**ASSIGNED TASK:** Once you find a line containing the word "current" in the entries below, copy it.
+===+
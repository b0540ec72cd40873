use anyhow::{anyhow, Context, Result};
use ::config::{Config, Environment, File, FileFormat};
use std::path::Path;
use tracing::{debug, info};

use super::runtime::ConsoleConfig;

pub const ENV_PREFIX: &str = "GRIDBOT";

/// Loads defaults, then `path` (TOML, optional), then `GRIDBOT__SECTION__KEY`
/// environment variables. `.env` is read first if present.
pub fn load_config(path: &str) -> Result<ConsoleConfig> {
    if let Ok(env_file) = dotenvy::dotenv() {
        debug!("Loaded environment from {}", env_file.display());
    }

    if Path::new(path).exists() {
        info!("Loading configuration from {}", path);
    } else {
        debug!("No configuration file at {}, using defaults and environment", path);
    }

    let settings = Config::builder()
        .add_source(File::new(path, FileFormat::Toml).required(false))
        .add_source(
            Environment::with_prefix(ENV_PREFIX)
                .prefix_separator("__")
                .separator("__")
                .try_parsing(true),
        )
        .build()
        .with_context(|| format!("failed to read configuration from {}", path))?;

    let config: ConsoleConfig = settings
        .try_deserialize()
        .context("invalid configuration values")?;

    config
        .validate()
        .map_err(|errors| anyhow!("invalid configuration: {}", errors.join(", ")))?;

    Ok(config)
}
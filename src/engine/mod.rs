pub mod actions;
pub mod reconciler;

pub use actions::*;
pub use reconciler::*;
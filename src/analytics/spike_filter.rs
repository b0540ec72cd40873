#![allow(dead_code)]
use serde::{Deserialize, Serialize};
use tracing::debug;

use crate::types::BalancePoint;

/// Thresholds for spike detection. Defaults match the dashboard's behaviour:
/// a >30% move that reverts by >15% within one minute is a sampling artifact.
#[derive(Debug, Clone, Copy, PartialEq, Serialize, Deserialize)]
#[serde(default)]
pub struct SpikeFilterConfig {
    /// Relative change against the last kept sample that flags a candidate.
    pub spike_threshold: f64,
    /// Recovery threshold as a fraction of `spike_threshold`.
    pub recovery_ratio: f64,
    /// Lookahead window in the same unit as the timestamps (ms).
    pub window_ms: i64,
    /// Floor for the denominator of relative changes.
    pub epsilon: f64,
}

impl Default for SpikeFilterConfig {
    fn default() -> Self {
        Self {
            spike_threshold: 0.30,
            recovery_ratio: 0.5,
            window_ms: 60_000,
            epsilon: 0.01,
        }
    }
}

impl SpikeFilterConfig {
    pub fn recovery_threshold(&self) -> f64 {
        self.spike_threshold * self.recovery_ratio
    }

    pub fn validate(&self) -> Result<(), Vec<String>> {
        let mut errors = Vec::new();

        if !(self.spike_threshold > 0.0) {
            errors.push("spike_threshold must be > 0".to_string());
        }
        if !(self.recovery_ratio > 0.0 && self.recovery_ratio <= 1.0) {
            errors.push("recovery_ratio must be in (0, 1]".to_string());
        }
        if self.window_ms <= 0 {
            errors.push("window_ms must be > 0".to_string());
        }
        if !(self.epsilon > 0.0) {
            errors.push("epsilon must be > 0".to_string());
        }

        if errors.is_empty() {
            Ok(())
        } else {
            Err(errors)
        }
    }
}

/// What a filtering pass kept and dropped.
#[derive(Debug, Clone, PartialEq, Serialize)]
pub struct HistorySummary {
    pub input_len: usize,
    pub kept_len: usize,
    pub removed: usize,
    pub first: Option<(i64, f64)>,
    pub last: Option<(i64, f64)>,
}

#[derive(Debug, Clone, Default)]
pub struct SpikeFilter {
    config: SpikeFilterConfig,
}

impl SpikeFilter {
    pub fn new(config: SpikeFilterConfig) -> Self {
        Self { config }
    }

    pub fn filter<T: BalancePoint + Clone>(&self, history: &[T]) -> Vec<T> {
        self.filter_by(history, T::timestamp, T::balance)
    }

    /// Runs the filter with caller-supplied accessors, so any sample shape works
    /// without implementing [`BalancePoint`].
    pub fn filter_by<T, FT, FB>(&self, history: &[T], timestamp_of: FT, balance_of: FB) -> Vec<T>
    where
        T: Clone,
        FT: Fn(&T) -> i64,
        FB: Fn(&T) -> f64,
    {
        if history.len() < 2 {
            return history.to_vec();
        }

        let cfg = &self.config;
        let recovery_threshold = cfg.recovery_threshold();
        let relative = |from: f64, to: f64| (to - from).abs() / from.max(cfg.epsilon);

        let mut filtered: Vec<T> = Vec::with_capacity(history.len());
        filtered.push(history[0].clone());

        for (i, current) in history.iter().enumerate().skip(1) {
            // filtered is never empty
            let prev_balance = filtered.last().map(&balance_of).unwrap_or_default();
            let curr_balance = balance_of(current);
            let curr_ts = timestamp_of(current);

            if relative(prev_balance, curr_balance) <= cfg.spike_threshold {
                filtered.push(current.clone());
                continue;
            }

            let mut is_spike = false;
            for next in &history[i + 1..] {
                let time_diff = timestamp_of(next).saturating_sub(curr_ts);
                if time_diff < cfg.window_ms
                    && relative(curr_balance, balance_of(next)) > recovery_threshold
                {
                    is_spike = true;
                    break;
                }
                if time_diff >= cfg.window_ms {
                    break;
                }
            }

            if is_spike {
                debug!(
                    "Dropping balance spike at {}: {:.2} (previous kept {:.2})",
                    curr_ts, curr_balance, prev_balance
                );
            } else {
                filtered.push(current.clone());
            }
        }

        filtered
    }

    pub fn filter_with_summary<T: BalancePoint + Clone>(&self, history: &[T]) -> (Vec<T>, HistorySummary) {
        let filtered = self.filter(history);
        let point = |s: &T| (s.timestamp(), s.balance());
        let summary = HistorySummary {
            input_len: history.len(),
            kept_len: filtered.len(),
            removed: history.len() - filtered.len(),
            first: filtered.first().map(point),
            last: filtered.last().map(point),
        };
        (filtered, summary)
    }
}

/// Filters with the default thresholds.
pub fn filter_balance_spikes<T: BalancePoint + Clone>(history: &[T]) -> Vec<T> {
    SpikeFilter::default().filter(history)
}
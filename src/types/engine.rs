use serde::{Deserialize, Serialize};
use serde_json::{Map, Value};

/// Engine state as reported by the bot's status endpoint. Strings outside the
/// known set are carried verbatim in `Unknown`.
#[derive(Debug, Clone, PartialEq, Eq, Hash, Serialize, Deserialize)]
#[serde(from = "String", into = "String")]
pub enum EngineState {
    Running,
    Paused,
    Stopped,
    Offline,
    Unknown(String),
}

impl EngineState {
    pub fn as_str(&self) -> &str {
        match self {
            EngineState::Running => "Running",
            EngineState::Paused => "Paused",
            EngineState::Stopped => "Stopped",
            EngineState::Offline => "Offline",
            EngineState::Unknown(s) => s,
        }
    }
}

impl From<String> for EngineState {
    fn from(s: String) -> Self {
        match s.as_str() {
            "Running" => EngineState::Running,
            "Paused" => EngineState::Paused,
            "Stopped" => EngineState::Stopped,
            "Offline" => EngineState::Offline,
            _ => EngineState::Unknown(s),
        }
    }
}

impl From<EngineState> for String {
    fn from(state: EngineState) -> Self {
        match state {
            EngineState::Unknown(s) => s,
            other => other.as_str().to_string(),
        }
    }
}

impl std::fmt::Display for EngineState {
    fn fmt(&self, f: &mut std::fmt::Formatter<'_>) -> std::fmt::Result {
        write!(f, "{}", self.as_str())
    }
}

/// Body of `GET /api/status`. Only `status` matters here; the rest of the
/// telemetry is kept as raw JSON.
#[derive(Debug, Clone, Serialize, Deserialize)]
pub struct StatusSnapshot {
    pub status: EngineState,
    #[serde(flatten)]
    pub extra: Map<String, Value>,
}

impl StatusSnapshot {
    pub fn new(status: EngineState) -> Self {
        Self {
            status,
            extra: Map::new(),
        }
    }
}

#[derive(Debug, Clone, Copy, PartialEq, Eq, Serialize, Deserialize)]
#[serde(rename_all = "lowercase")]
pub enum AckStatus {
    Success,
    Warning,
    Error,
    /// Any other indicator; only an explicit `error` rejects a command.
    #[serde(other)]
    Other,
}

/// Body returned by the command endpoints.
#[derive(Debug, Clone, Serialize, Deserialize)]
pub struct CommandAck {
    #[serde(default = "default_ack_status")]
    pub status: AckStatus,
    #[serde(default)]
    pub message: Option<String>,
    #[serde(default)]
    pub detail: Option<String>,
}

fn default_ack_status() -> AckStatus {
    AckStatus::Success
}

impl CommandAck {
    pub fn success(message: impl Into<String>) -> Self {
        Self {
            status: AckStatus::Success,
            message: Some(message.into()),
            detail: None,
        }
    }

    pub fn error(detail: impl Into<String>) -> Self {
        Self {
            status: AckStatus::Error,
            message: None,
            detail: Some(detail.into()),
        }
    }

    pub fn is_success(&self) -> bool {
        self.status != AckStatus::Error
    }

    /// Best available human-readable explanation.
    pub fn describe(&self) -> String {
        self.detail
            .clone()
            .or_else(|| self.message.clone())
            .unwrap_or_else(|| "Request failed".to_string())
    }
}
+===+
**COMPLETED TASK:**
        for (i, current) in history.iter().enumerate().skip(1) {
            let curr_balance = balance_of(current);
            let curr_ts = timestamp_of(current);
                filtered.push(current.clone());
                filtered.push(current.clone());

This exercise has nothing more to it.